INPUT FOR THIS TASK
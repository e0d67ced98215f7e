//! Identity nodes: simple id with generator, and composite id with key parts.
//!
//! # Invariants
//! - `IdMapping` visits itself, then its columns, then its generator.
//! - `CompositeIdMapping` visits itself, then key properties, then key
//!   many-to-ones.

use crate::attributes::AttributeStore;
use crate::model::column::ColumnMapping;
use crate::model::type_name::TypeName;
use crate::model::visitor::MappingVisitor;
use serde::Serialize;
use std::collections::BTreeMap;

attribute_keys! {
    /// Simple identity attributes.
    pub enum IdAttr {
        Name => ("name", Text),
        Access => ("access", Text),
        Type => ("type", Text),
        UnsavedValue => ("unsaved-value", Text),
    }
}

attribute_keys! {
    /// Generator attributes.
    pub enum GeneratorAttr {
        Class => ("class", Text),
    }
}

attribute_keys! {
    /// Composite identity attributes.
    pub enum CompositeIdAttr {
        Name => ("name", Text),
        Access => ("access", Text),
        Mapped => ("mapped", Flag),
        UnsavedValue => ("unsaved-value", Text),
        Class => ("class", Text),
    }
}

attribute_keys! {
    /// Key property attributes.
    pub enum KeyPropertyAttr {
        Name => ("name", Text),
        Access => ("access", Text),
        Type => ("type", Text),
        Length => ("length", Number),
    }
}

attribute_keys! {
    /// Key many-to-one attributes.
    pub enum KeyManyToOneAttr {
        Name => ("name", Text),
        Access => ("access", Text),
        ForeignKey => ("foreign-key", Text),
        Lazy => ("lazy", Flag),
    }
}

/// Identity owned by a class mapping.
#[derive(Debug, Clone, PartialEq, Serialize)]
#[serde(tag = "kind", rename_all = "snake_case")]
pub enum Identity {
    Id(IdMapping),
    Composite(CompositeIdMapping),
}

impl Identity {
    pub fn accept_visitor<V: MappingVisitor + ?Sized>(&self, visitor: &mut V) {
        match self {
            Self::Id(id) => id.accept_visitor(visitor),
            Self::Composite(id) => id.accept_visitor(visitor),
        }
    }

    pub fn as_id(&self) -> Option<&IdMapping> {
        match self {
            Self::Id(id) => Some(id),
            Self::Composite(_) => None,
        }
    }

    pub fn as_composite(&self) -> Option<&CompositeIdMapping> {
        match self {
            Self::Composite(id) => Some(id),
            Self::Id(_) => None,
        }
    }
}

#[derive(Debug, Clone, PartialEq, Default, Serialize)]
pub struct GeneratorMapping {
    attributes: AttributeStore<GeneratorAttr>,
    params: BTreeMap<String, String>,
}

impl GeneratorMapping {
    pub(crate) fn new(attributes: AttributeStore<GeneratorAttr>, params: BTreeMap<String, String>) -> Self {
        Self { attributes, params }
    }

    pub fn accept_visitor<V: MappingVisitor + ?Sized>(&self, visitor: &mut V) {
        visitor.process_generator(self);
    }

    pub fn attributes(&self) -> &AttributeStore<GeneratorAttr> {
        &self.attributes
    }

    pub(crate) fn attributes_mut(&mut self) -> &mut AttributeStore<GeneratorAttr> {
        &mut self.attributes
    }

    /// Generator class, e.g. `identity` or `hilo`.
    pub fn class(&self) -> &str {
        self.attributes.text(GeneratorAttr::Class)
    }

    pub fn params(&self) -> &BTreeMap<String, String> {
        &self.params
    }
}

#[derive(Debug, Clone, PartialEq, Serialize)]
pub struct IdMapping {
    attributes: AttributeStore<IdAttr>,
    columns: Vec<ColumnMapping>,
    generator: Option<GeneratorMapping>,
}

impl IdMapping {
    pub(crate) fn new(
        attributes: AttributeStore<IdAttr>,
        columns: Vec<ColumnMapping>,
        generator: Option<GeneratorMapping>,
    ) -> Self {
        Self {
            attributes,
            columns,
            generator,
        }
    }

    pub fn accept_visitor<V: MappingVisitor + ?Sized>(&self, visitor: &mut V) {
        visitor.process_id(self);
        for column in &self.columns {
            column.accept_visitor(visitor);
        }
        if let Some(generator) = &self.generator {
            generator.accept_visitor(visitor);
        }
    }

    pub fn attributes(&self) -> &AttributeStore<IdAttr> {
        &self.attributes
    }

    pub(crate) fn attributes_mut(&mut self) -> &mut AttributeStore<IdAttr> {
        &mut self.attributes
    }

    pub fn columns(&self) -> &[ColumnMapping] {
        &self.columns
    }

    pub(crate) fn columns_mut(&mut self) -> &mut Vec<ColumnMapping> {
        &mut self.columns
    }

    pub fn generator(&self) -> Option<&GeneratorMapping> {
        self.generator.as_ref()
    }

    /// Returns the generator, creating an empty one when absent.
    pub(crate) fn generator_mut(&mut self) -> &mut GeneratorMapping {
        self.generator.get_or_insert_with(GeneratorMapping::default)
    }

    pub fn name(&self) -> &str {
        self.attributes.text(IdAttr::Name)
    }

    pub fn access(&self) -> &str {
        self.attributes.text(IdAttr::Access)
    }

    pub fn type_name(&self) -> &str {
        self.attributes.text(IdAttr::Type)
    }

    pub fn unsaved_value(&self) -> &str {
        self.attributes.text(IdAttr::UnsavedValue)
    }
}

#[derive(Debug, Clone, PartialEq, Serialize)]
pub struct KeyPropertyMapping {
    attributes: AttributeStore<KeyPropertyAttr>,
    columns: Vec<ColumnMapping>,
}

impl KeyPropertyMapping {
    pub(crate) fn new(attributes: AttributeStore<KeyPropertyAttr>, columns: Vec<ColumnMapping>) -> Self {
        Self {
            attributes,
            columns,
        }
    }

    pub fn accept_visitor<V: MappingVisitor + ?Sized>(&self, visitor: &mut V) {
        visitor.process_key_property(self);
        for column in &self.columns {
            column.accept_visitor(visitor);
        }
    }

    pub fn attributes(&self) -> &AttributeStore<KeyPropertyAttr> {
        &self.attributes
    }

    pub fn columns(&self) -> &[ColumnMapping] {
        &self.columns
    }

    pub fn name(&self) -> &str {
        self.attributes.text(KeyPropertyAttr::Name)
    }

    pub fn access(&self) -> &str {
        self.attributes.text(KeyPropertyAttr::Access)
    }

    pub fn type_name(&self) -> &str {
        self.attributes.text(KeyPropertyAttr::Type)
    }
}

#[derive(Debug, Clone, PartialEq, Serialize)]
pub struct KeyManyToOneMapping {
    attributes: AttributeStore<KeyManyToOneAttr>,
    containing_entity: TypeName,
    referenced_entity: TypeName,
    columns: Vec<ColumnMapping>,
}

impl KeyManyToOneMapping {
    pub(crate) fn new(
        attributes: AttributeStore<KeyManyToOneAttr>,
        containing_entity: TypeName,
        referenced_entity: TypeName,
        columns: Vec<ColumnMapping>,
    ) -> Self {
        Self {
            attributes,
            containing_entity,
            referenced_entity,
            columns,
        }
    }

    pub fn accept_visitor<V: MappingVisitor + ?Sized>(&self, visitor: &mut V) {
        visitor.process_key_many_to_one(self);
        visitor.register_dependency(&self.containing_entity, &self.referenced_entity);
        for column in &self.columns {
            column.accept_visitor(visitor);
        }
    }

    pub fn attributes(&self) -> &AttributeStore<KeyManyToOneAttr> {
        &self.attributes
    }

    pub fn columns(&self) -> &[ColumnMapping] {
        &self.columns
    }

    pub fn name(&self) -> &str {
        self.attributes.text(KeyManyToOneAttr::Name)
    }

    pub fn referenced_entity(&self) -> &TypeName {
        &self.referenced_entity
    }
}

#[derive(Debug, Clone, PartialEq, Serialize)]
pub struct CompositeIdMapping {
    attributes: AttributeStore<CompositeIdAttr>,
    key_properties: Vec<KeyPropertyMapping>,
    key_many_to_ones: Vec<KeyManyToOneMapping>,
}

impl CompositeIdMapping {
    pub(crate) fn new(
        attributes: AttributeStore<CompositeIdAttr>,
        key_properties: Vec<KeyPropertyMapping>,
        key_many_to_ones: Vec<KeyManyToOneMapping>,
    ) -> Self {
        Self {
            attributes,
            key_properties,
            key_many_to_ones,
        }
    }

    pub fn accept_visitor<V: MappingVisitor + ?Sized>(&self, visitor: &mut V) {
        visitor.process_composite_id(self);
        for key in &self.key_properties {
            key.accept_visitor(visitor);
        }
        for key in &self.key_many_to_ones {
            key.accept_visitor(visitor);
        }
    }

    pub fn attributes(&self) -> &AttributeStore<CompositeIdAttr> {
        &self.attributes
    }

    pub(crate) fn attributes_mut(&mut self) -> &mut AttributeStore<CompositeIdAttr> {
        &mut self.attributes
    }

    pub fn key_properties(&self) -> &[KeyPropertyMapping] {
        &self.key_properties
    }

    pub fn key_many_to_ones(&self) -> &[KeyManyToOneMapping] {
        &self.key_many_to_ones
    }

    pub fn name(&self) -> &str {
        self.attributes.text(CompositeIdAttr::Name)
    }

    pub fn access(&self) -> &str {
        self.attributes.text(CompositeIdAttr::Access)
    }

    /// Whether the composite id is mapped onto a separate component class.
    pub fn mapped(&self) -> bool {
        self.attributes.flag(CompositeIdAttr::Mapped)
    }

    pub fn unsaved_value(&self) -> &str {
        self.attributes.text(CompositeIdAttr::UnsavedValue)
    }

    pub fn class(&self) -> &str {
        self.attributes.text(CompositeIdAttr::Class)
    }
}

---

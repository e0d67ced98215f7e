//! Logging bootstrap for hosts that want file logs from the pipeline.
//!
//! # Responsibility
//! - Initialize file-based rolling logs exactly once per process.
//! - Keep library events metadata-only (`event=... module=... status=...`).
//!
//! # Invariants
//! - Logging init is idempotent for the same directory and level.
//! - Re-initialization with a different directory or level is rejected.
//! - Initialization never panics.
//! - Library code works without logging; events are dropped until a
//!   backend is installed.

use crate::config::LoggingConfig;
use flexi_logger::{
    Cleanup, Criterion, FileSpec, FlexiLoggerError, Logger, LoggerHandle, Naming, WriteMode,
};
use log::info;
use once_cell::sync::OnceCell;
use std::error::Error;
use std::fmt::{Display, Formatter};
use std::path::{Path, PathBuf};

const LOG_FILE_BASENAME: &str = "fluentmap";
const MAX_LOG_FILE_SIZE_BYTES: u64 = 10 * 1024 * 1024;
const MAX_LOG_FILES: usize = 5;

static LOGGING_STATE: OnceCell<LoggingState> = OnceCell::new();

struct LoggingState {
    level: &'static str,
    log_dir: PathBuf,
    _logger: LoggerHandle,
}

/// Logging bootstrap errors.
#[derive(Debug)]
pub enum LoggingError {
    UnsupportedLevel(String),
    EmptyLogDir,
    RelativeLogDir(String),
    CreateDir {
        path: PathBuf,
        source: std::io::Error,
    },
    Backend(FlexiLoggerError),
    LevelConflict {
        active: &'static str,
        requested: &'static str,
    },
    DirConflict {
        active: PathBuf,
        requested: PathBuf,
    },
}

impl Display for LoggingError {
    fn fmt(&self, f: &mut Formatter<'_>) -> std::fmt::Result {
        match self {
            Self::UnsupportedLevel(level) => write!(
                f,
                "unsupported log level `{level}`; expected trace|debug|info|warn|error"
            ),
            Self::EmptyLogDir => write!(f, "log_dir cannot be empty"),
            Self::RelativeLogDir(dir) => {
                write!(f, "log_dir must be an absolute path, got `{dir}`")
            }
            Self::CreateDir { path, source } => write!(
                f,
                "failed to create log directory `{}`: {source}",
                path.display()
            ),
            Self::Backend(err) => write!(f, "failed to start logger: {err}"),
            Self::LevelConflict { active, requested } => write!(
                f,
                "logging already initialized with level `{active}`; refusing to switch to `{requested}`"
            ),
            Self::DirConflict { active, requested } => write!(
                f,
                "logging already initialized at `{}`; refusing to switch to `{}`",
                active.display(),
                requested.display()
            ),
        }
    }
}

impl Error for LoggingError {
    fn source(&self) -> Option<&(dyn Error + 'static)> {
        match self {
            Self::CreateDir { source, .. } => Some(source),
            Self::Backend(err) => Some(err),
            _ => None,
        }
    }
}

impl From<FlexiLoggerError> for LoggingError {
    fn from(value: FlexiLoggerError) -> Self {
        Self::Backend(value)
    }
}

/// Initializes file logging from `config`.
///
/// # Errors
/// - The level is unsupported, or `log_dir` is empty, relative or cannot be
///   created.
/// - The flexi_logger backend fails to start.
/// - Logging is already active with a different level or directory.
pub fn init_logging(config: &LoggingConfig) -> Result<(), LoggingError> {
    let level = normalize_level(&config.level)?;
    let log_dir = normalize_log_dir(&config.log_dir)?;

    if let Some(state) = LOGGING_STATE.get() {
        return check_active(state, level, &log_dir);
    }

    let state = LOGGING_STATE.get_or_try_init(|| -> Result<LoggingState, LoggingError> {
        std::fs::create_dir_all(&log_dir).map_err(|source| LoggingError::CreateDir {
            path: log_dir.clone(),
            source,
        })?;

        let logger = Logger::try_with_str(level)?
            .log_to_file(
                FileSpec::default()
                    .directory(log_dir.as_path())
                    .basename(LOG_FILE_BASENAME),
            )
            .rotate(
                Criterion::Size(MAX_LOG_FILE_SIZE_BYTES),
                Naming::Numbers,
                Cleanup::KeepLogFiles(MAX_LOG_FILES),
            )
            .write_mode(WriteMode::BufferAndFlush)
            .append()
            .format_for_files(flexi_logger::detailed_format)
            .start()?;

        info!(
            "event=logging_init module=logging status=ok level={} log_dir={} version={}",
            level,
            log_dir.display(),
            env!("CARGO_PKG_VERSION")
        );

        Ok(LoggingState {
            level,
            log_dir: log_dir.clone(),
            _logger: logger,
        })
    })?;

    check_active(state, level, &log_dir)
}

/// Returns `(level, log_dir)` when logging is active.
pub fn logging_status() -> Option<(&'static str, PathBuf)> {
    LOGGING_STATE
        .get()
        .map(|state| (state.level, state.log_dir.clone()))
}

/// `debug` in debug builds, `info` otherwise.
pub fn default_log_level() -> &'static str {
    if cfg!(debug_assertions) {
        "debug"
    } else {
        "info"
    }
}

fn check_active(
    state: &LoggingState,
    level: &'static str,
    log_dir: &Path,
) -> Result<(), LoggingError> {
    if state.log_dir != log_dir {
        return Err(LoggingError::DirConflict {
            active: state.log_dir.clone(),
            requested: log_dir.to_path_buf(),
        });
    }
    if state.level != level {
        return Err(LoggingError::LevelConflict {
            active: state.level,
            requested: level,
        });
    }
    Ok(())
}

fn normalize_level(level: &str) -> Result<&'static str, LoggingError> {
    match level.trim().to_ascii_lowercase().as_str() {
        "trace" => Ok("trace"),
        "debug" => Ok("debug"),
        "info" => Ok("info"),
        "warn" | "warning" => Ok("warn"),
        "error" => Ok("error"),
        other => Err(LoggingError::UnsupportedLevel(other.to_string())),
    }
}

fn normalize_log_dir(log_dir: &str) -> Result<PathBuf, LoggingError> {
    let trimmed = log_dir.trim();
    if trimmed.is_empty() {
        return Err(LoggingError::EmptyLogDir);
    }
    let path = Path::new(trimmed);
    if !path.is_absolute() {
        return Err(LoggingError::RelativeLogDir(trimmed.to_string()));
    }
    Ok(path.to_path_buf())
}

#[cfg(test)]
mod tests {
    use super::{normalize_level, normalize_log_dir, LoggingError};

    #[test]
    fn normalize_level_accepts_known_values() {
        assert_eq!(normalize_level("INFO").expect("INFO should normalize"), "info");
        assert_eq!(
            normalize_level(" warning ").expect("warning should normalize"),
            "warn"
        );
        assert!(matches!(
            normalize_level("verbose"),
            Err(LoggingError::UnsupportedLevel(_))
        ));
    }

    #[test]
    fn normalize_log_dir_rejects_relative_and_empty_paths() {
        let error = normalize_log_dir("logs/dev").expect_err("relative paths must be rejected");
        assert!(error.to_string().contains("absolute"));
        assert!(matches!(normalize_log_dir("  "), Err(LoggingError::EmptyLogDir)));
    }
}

EXERCISE
Which lines in the records contain the word "const"? Copy each one.

RESULT OF THE TASK
const LOG_FILE_BASENAME: &str = "fluentmap";
const MAX_LOG_FILE_SIZE_BYTES: u64 = 10 * 1024 * 1024;
const MAX_LOG_FILES: usize = 5;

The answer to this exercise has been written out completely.